C’è chi la sceglie per i giri in bici nei dintorni e il Museo della bicicletta in città testimonia la vocazione alle due ruote (Fausto Coppi è nato qui in provincia, a Castellania).
Chi semplicemente si gode la Piazzetta della Lega Lombarda, il salotto della città, con la sua forma triangolare, l’obelisco al centro, le vie con i negozi che partono da qui e la facciata rosa antico della Sinagoga.
O chi si dà appuntamento in piazza della Libertà, che per gli alessandrini è la “piazza della luna”: andarci di sera permette di vedere illuminato il bel lunario blu che insieme a due orologi contraddistingue Palazzo Rosso, il Municipio.
Altre tappe da non perdere, tutte raggiungibili a piedi, sono le Sale d’arte con lo splendido ciclo di affreschi risalenti alla fine del Trecento ispirati alle storie di Artù e, in zona Borgo Rovereto, Santa Maria di Castello, la chiesa più antica della città, di stampo romano e gotico con un bel chiostro e una zona archeologica sotterranea.
Una nuova apertura

Famosa da sempre per il cappello Borsalino e il Palazzo omonimo che ne ospita il museo, dal 23 maggio Alessandria lo sarà anche per il nuovo Complesso museale di San Francesco, un’opera di restauro conservativo che aprirà al pubblico proprio nell’anno dedicato al Santo.
La presenza di San Francesco è data per certa nel 1213 (passò di qui per andare in Spagna e in Marocco) e nel 1290 esistevano già una chiesa dedicata a lui e un convento.

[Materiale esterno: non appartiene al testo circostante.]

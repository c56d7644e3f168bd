//! Shutdown coordination for the relay server.

use tokio_util::sync::CancellationToken;

/// Coordinator for graceful shutdown.
///
/// Hands out child cancellation tokens that all long-running tasks
/// (broker consumers, hub sessions) observe.
#[derive(Debug, Clone)]
pub struct Shutdown {
    root: CancellationToken,
}

impl Shutdown {
    /// Create a new shutdown coordinator.
    pub fn new() -> Self {
        Self {
            root: CancellationToken::new(),
        }
    }

    /// Token for one long-running task.
    pub fn token(&self) -> CancellationToken {
        self.root.child_token()
    }

    /// Trigger the shutdown signal.
    pub fn trigger(&self) {
        self.root.cancel();
    }

    /// Wait until shutdown has been triggered.
    pub async fn triggered(&self) {
        self.root.cancelled().await;
    }
}

impl Default for Shutdown {
    fn default() -> Self {
        Self::new()
    }
}

#[cfg(test)]
mod tests {
    use super::*;

    #[tokio::test]
    async fn trigger_reaches_all_tokens() {
        let shutdown = Shutdown::new();
        let token = shutdown.token();
        assert!(!token.is_cancelled());
        shutdown.trigger();
        token.cancelled().await;
    }
}
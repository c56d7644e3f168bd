//! Relay edge server.
//!
//! # Architecture Overview
//!
//! ```text
//!                      ┌───────────────────────────────────────────────┐
//!                      │                 RELAY SERVER                   │
//!                      │                                                │
//!  Client Request      │  ┌─────────┐   ┌──────────────┐   ┌────────┐  │
//!  ────────────────────┼─▶│ ingress │──▶│   request    │──▶│  hub   │──┼──▶ Connector
//!                      │  │pipeline │   │ coordinator  │   │session │  │    (WebSocket,
//!                      │  └────▲────┘   └──────────────┘   └────────┘  │     dialled out
//!                      │       │                                       │     from target)
//!                      │  ┌────┴─────┐   ┌──────────────┐              │
//!  Client Response     │  │ response │◀──│    broker    │◀─────────────┼──── Connector
//!  ◀───────────────────┼──│  waiter  │   │  consumers   │   /_relay    │     return path
//!                      │  └──────────┘   └──────────────┘   endpoints  │     (HTTP)
//!                      │                                                │
//!                      │  config · tenants · body store · metrics      │
//!                      └───────────────────────────────────────────────┘
//! ```

use std::path::PathBuf;
use std::sync::Arc;

use clap::Parser;
use tokio::net::TcpListener;
use tracing_subscriber::{layer::SubscriberExt, util::SubscriberInitExt};

use backhaul::config::loader::load_config;
use backhaul::config::RelayConfig;
use backhaul::ingress::Interceptors;
use backhaul::protocol::TenantId;
use backhaul::store::FsBodyStore;
use backhaul::tenant::{InMemoryTenantRegistry, Tenant};
use backhaul::{RelayApp, Shutdown};

#[derive(Parser)]
#[command(name = "backhaul")]
#[command(about = "Reverse HTTP relay edge server", long_about = None)]
struct Args {
    /// Path to a TOML configuration file.
    #[arg(short, long)]
    config: Option<PathBuf>,
}

#[tokio::main]
async fn main() -> Result<(), Box<dyn std::error::Error>> {
    let args = Args::parse();
    let config = match &args.config {
        Some(path) => load_config(path)?,
        None => RelayConfig::default(),
    };

    // RUST_LOG wins; otherwise the configured filter applies.
    tracing_subscriber::registry()
        .with(
            tracing_subscriber::EnvFilter::try_from_default_env().unwrap_or_else(|_| {
                tracing_subscriber::EnvFilter::new(&config.observability.log_level)
            }),
        )
        .with(tracing_subscriber::fmt::layer())
        .init();

    tracing::info!("backhaul v0.1.0 starting");
    tracing::info!(
        bind_address = %config.listener.bind_address,
        tenants = config.tenants.len(),
        max_inline_body_bytes = config.relay.max_inline_body_bytes,
        "Configuration loaded"
    );

    if config.observability.metrics_enabled {
        if let Ok(addr) = config.observability.metrics_address.parse() {
            backhaul::observability::metrics::init_metrics(addr);
        } else {
            tracing::error!(
                metrics_address = %config.observability.metrics_address,
                "Failed to parse metrics address"
            );
        }
    }

    let tenants = Arc::new(InMemoryTenantRegistry::new(config.tenants.iter().map(
        |entry| Tenant {
            id: TenantId::new(),
            name: entry.name.clone(),
            config: entry.tenant_config(),
        },
    )));

    let store = FsBodyStore::open(&config.relay.body_store_path).await?;
    let app = RelayApp::new(store, config.relay_settings());
    tracing::info!(origin_id = %app.origin_id, "origin bound");

    let shutdown = Shutdown::new();
    let consumers = app.spawn_consumers(shutdown.token());

    let router = app.router(tenants, Arc::new(Interceptors::new()));
    let listener = TcpListener::bind(&config.listener.bind_address).await?;
    tracing::info!(address = %listener.local_addr()?, "Listening for connections");

    let signal_shutdown = shutdown.clone();
    axum::serve(listener, router)
        .with_graceful_shutdown(async move {
            tokio::signal::ctrl_c()
                .await
                .expect("Failed to install Ctrl+C handler");
            tracing::info!("Shutdown signal received");
            signal_shutdown.trigger();
        })
        .await?;

    shutdown.trigger();
    let _ = consumers.await;
    tracing::info!("Shutdown complete");
    Ok(())
}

La facciata doveva essere a capanna, simile alla Chiesa di San Francesco nel borgo di Cassine che dista appena 20 km da Alessandria, con affreschi del Trecento nella sala capitolare e un museo di arte sacra.
Con Napoleone gli ordini vennero aboliti e la Chiesa di San Francesco, uno dei centri principali del francescanesimo nell’Italia del Nord, si trasformò in alloggiamento e ospedale militare, subendo altri interventi nell’Ottocento a opera del Genio Sabaudo. Chi passando da via XXIV Maggio avrebbe detto che qui una volta c’era una chiesa importante?
Oggi il Complesso si presenta in tutta la sua bellezza e grandezza (uno spazio largo 10 m e lungo 56). Le ampie navate con resti di affreschi, la pavimentazione in terracotta, un Francesco benedicente sulla chiave di volta: tutto rimanda all’origine del luogo, quando qui si pregava e si diffondeva il pensiero di colui che sarà Santo.
In attesa di trasferire nel complesso il Museo della Città, che si può visitare a Palazzo Cuttica, lo spazio sarà un luogo da ammirare ripercorrendo il lavoro che lo ha riportato alla luce.
E ospiterà eventi: il primo a luglio si inizia con il Festival internazionale dei templari. Da “bene negletto” come dice il direttore dei lavori, l’architetto Claudio Montagni, sarà un luogo vivo restituito dal Comune alla cittadinanza, perché del Complesso farà anche parte uno studentato.
Sulle tracce di Umberto Eco

È il cittadino illustre della città, come lo ricorda la scultura luminosa di Marco Lodola, che brilla la sera in piazza Vittorio Veneto.
Poi c’è una scritta che suona attuale di questi tempi e la si può leggere nel retro del bassorilievo in bronzo in piazza Giovanni XXIII dedicato a Gagliaudo, personaggio della tradizione popolare alessandrina e ricordato da Umberto Eco nel libro Baudolino: “A Gagliaudo Aulari che ci ha insegnato come si possa risolvere un conflitto senza uccidere alcun essere umano. Il mondo lo ha dimenticato, ricordiamolo”.
Secondo la leggenda, Gagliaudo con uno stratagemma convinse le truppe del Barbarossa a togliere l’assedio alla città.
In giro per l’Alto Monferrato: l’Abbazia di Sezzadio

L’arrivo è nel verde, con i grandi alberi che quasi la nascondono. Poi l’Abbazia benedettina di Santa Giustina, istituita secondo la leggenda nel 722 per volontà del re dei Longobardi Liutprando, appare con la facciata in mattoni.
Una volta entrati, accoglie i visitatori con tre navate e le colonne che portano i segni di quando da luogo sacro l’abbazia venne utilizzata come granaio.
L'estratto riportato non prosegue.